How to beat the market: a hedge fund manager writes…

A book by hedge fund manager Paul Marshall takes on the sector’s critics to argue it is possible to beat the market

Against the Chicago School

Marshall targets the conceptual underpinnings of the passive case, the theories of efficient markets developed by the Chicago School which imply that investors should simply track markets rather than try to beat them. In their purest form, he argues, the School’s theses manifest a post-Enlightenment overconfidence that real world social systems, with all their infinite complexities, can be modelled in abstract frameworks.
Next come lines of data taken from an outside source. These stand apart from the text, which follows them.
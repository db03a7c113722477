//! Brazilian states and a short list of cities for the address form selects.

use serde::Serialize;

/// A federative unit with the cities offered for it.
#[derive(Debug, Clone, Copy, PartialEq, Eq)]
pub struct BrazilianState {
    /// Two-letter code (UF).
    pub code: &'static str,
    pub name: &'static str,
    pub cities: &'static [&'static str],
}

/// An option in a select input.
#[derive(Debug, Clone, PartialEq, Eq, Serialize)]
pub struct SelectOption {
    pub value: String,
    pub label: String,
}

impl SelectOption {
    fn same(text: &str) -> Self {
        Self {
            value: text.to_string(),
            label: text.to_string(),
        }
    }
}

pub const BRAZILIAN_STATES: &[BrazilianState] = &[
    state("AC", "Acre", &["Rio Branco", "Cruzeiro do Sul", "Sena Madureira"]),
    state("AL", "Alagoas", &["Maceió", "Arapiraca", "União dos Palmares"]),
    state("AM", "Amazonas", &["Manaus", "Parintins", "Itacoatiara"]),
    state("AP", "Amapá", &["Macapá", "Santana", "Oiapoque"]),
    state("BA", "Bahia", &["Salvador", "Feira de Santana", "Ilhéus"]),
    state("CE", "Ceará", &["Fortaleza", "Juazeiro do Norte", "Sobral"]),
    state("DF", "Distrito Federal", &["Brasília", "Ceilândia", "Taguatinga"]),
    state("ES", "Espírito Santo", &["Vitória", "Vila Velha", "Serra"]),
    state("GO", "Goiás", &["Goiânia", "Anápolis", "Aparecida de Goiânia"]),
    state("MA", "Maranhão", &["São Luís", "Imperatriz", "Caxias"]),
    state("MG", "Minas Gerais", &["Belo Horizonte", "João Monlevade", "Uberlândia"]),
    state("MS", "Mato Grosso do Sul", &["Campo Grande", "Dourados", "Três Lagoas"]),
    state("MT", "Mato Grosso", &["Cuiabá", "Rondonópolis", "Sinop"]),
    state("PA", "Pará", &["Belém", "Ananindeua", "Santarém"]),
    state("PB", "Paraíba", &["João Pessoa", "Campina Grande", "Patos"]),
    state("PE", "Pernambuco", &["Recife", "Olinda", "Caruaru"]),
    state("PI", "Piauí", &["Teresina", "Parnaíba", "Picos"]),
    state("PR", "Paraná", &["Curitiba", "Londrina", "Maringá"]),
    state("RJ", "Rio de Janeiro", &["Rio de Janeiro", "Niterói", "Campos dos Goytacazes"]),
    state("RN", "Rio Grande do Norte", &["Natal", "Mossoró", "Parnamirim"]),
    state("RO", "Rondônia", &["Porto Velho", "Ji-Paraná", "Ariquemes"]),
    state("RR", "Roraima", &["Boa Vista", "Rorainópolis", "Caracaraí"]),
    state("RS", "Rio Grande do Sul", &["Porto Alegre", "Caxias do Sul", "Pelotas"]),
    state("SC", "Santa Catarina", &["Florianópolis", "Joinville", "Blumenau"]),
    state("SE", "Sergipe", &["Aracaju", "Nossa Senhora do Socorro", "Lagarto"]),
    state("SP", "São Paulo", &["São Paulo", "Campinas", "Santos"]),
    state("TO", "Tocantins", &["Palmas", "Araguaína", "Gurupi"]),
];

const fn state(
    code: &'static str,
    name: &'static str,
    cities: &'static [&'static str],
) -> BrazilianState {
    BrazilianState { code, name, cities }
}

/// Look up a state by its UF code, ignoring case.
#[must_use]
pub fn find_state(code: &str) -> Option<&'static BrazilianState> {
    BRAZILIAN_STATES
        .iter()
        .find(|state| state.code.eq_ignore_ascii_case(code.trim()))
}

/// Options for the state select, labelled `"MG - Minas Gerais"`.
#[must_use]
pub fn state_options() -> Vec<SelectOption> {
    BRAZILIAN_STATES
        .iter()
        .map(|state| SelectOption {
            value: state.code.to_string(),
            label: format!("{} - {}", state.code, state.name),
        })
        .collect()
}

/// Options for the city select.
///
/// Empty until a known state is chosen. A city already stored on an address
/// but missing from the list is kept as an extra option so editing does not
/// silently drop it.
#[must_use]
pub fn city_options(state_code: &str, current_city: &str) -> Vec<SelectOption> {
    let Some(state) = find_state(state_code) else {
        return Vec::new();
    };
    let mut options: Vec<SelectOption> = state.cities.iter().map(|c| SelectOption::same(c)).collect();
    let current = current_city.trim();
    if !current.is_empty() && !state.cities.contains(&current) {
        options.push(SelectOption::same(current));
    }
    options
}

#[cfg(test)]
#[allow(clippy::unwrap_used, clippy::indexing_slicing)]
mod tests {
    use super::*;

    #[test]
    fn test_every_state_listed_once() {
        assert_eq!(BRAZILIAN_STATES.len(), 27);
        let mut codes: Vec<_> = BRAZILIAN_STATES.iter().map(|s| s.code).collect();
        codes.sort_unstable();
        codes.dedup();
        assert_eq!(codes.len(), 27);
        assert!(BRAZILIAN_STATES.iter().all(|s| s.cities.len() == 3));
    }

    #[test]
    fn test_state_option_label() {
        let options = state_options();
        let mg = options.iter().find(|o| o.value == "MG").unwrap();
        assert_eq!(mg.label, "MG - Minas Gerais");
    }

    #[test]
    fn test_city_options() {
        let cities = city_options("mg", "");
        assert_eq!(cities.len(), 3);
        assert_eq!(cities[1].value, "João Monlevade");

        assert!(city_options("", "").is_empty());
        assert!(city_options("XX", "Qualquer").is_empty());
    }

    #[test]
    fn test_unknown_current_city_is_kept() {
        let cities = city_options("MG", "Itabira");
        assert_eq!(cities.len(), 4);
        assert_eq!(cities[3].label, "Itabira");
    }
}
Measuring active fund performance

Purists aside, most passive advocates would accept many of Marshall’s observations: the EMH is intended to model reality rather than capture it. But they would simply note by way of response that the facts don’t lie: active funds do not have a good record of beating the market, their returns tending to converge with the market portfolio over time. What metrics, then, do active proponents offer to to quantify their claims that they can outperform it?

Identifying opportunity

So how does a well resourced fund like Marshall Wace spot opportunities in the first place? The firm’s funds are structured according to Benjamin Graham’s observation that ‘in the short run the market is a voting machine, in the long term it is a weighing machine’. Its quant funds are in the voting machine game, seeking gains by anticipating investor sentiment and emerging market trends. Its fundamental managers are in the weighing machine business, taking what seems to be a classic value investment approach, seeking to identity stocks that appear to have been misvalued, with unstable prices tending in a particular direction. For Marshall ‘the two approaches exploit market inefficiencies over different time horizons.’

Concentration versus diversification

Marshall moves on from discussing how securities are selected to how they should be organised at the level of the portfolio. Concentrated portfolios, focused on a narrow set of carefully chosen securities, have the potential to yield higher returns than more conservative diversified portfolios. That said Marshall acknowledges diversification — ‘that rare beast — a genuinely helpful innovation to have come out of the Chicago School’ — as an essential technique for measuring the prospect of returns against risk. But he argues diversification can be used to absolve managers of responsibility for selecting a good set of assets in the first place: the principle improves the risk characteristics of bad as well as good assets. As Buffet puts it: ‘Diversification is protection against ignorance. It makes little sense if you know what you are doing.’

Managing radical uncertainty

Marshall devotes the book’s longest chapter to another somewhat insoluble issue: risk management in the face of uncertainty. Marshall embraces the notion of ‘radical’ uncertainty — against Bayesians for whom all probabilities should in principle be measurable — defined by John Maynard Keynes and Frank Knight, who distinguished between known risks which can be probabilised and unmeasurable uncertainties, events that simply cannot be foreseen according to any metric. The concept has been discussed at length in the recent book Radical Uncertainty (2020) by Mervyn King and John Kay, who argue that in ‘a world of radical uncertainty there is no way of identifying the probabilities of future events and no set of equations that describes people’s attempt to cope with, rather than optimise against, that uncertainty.’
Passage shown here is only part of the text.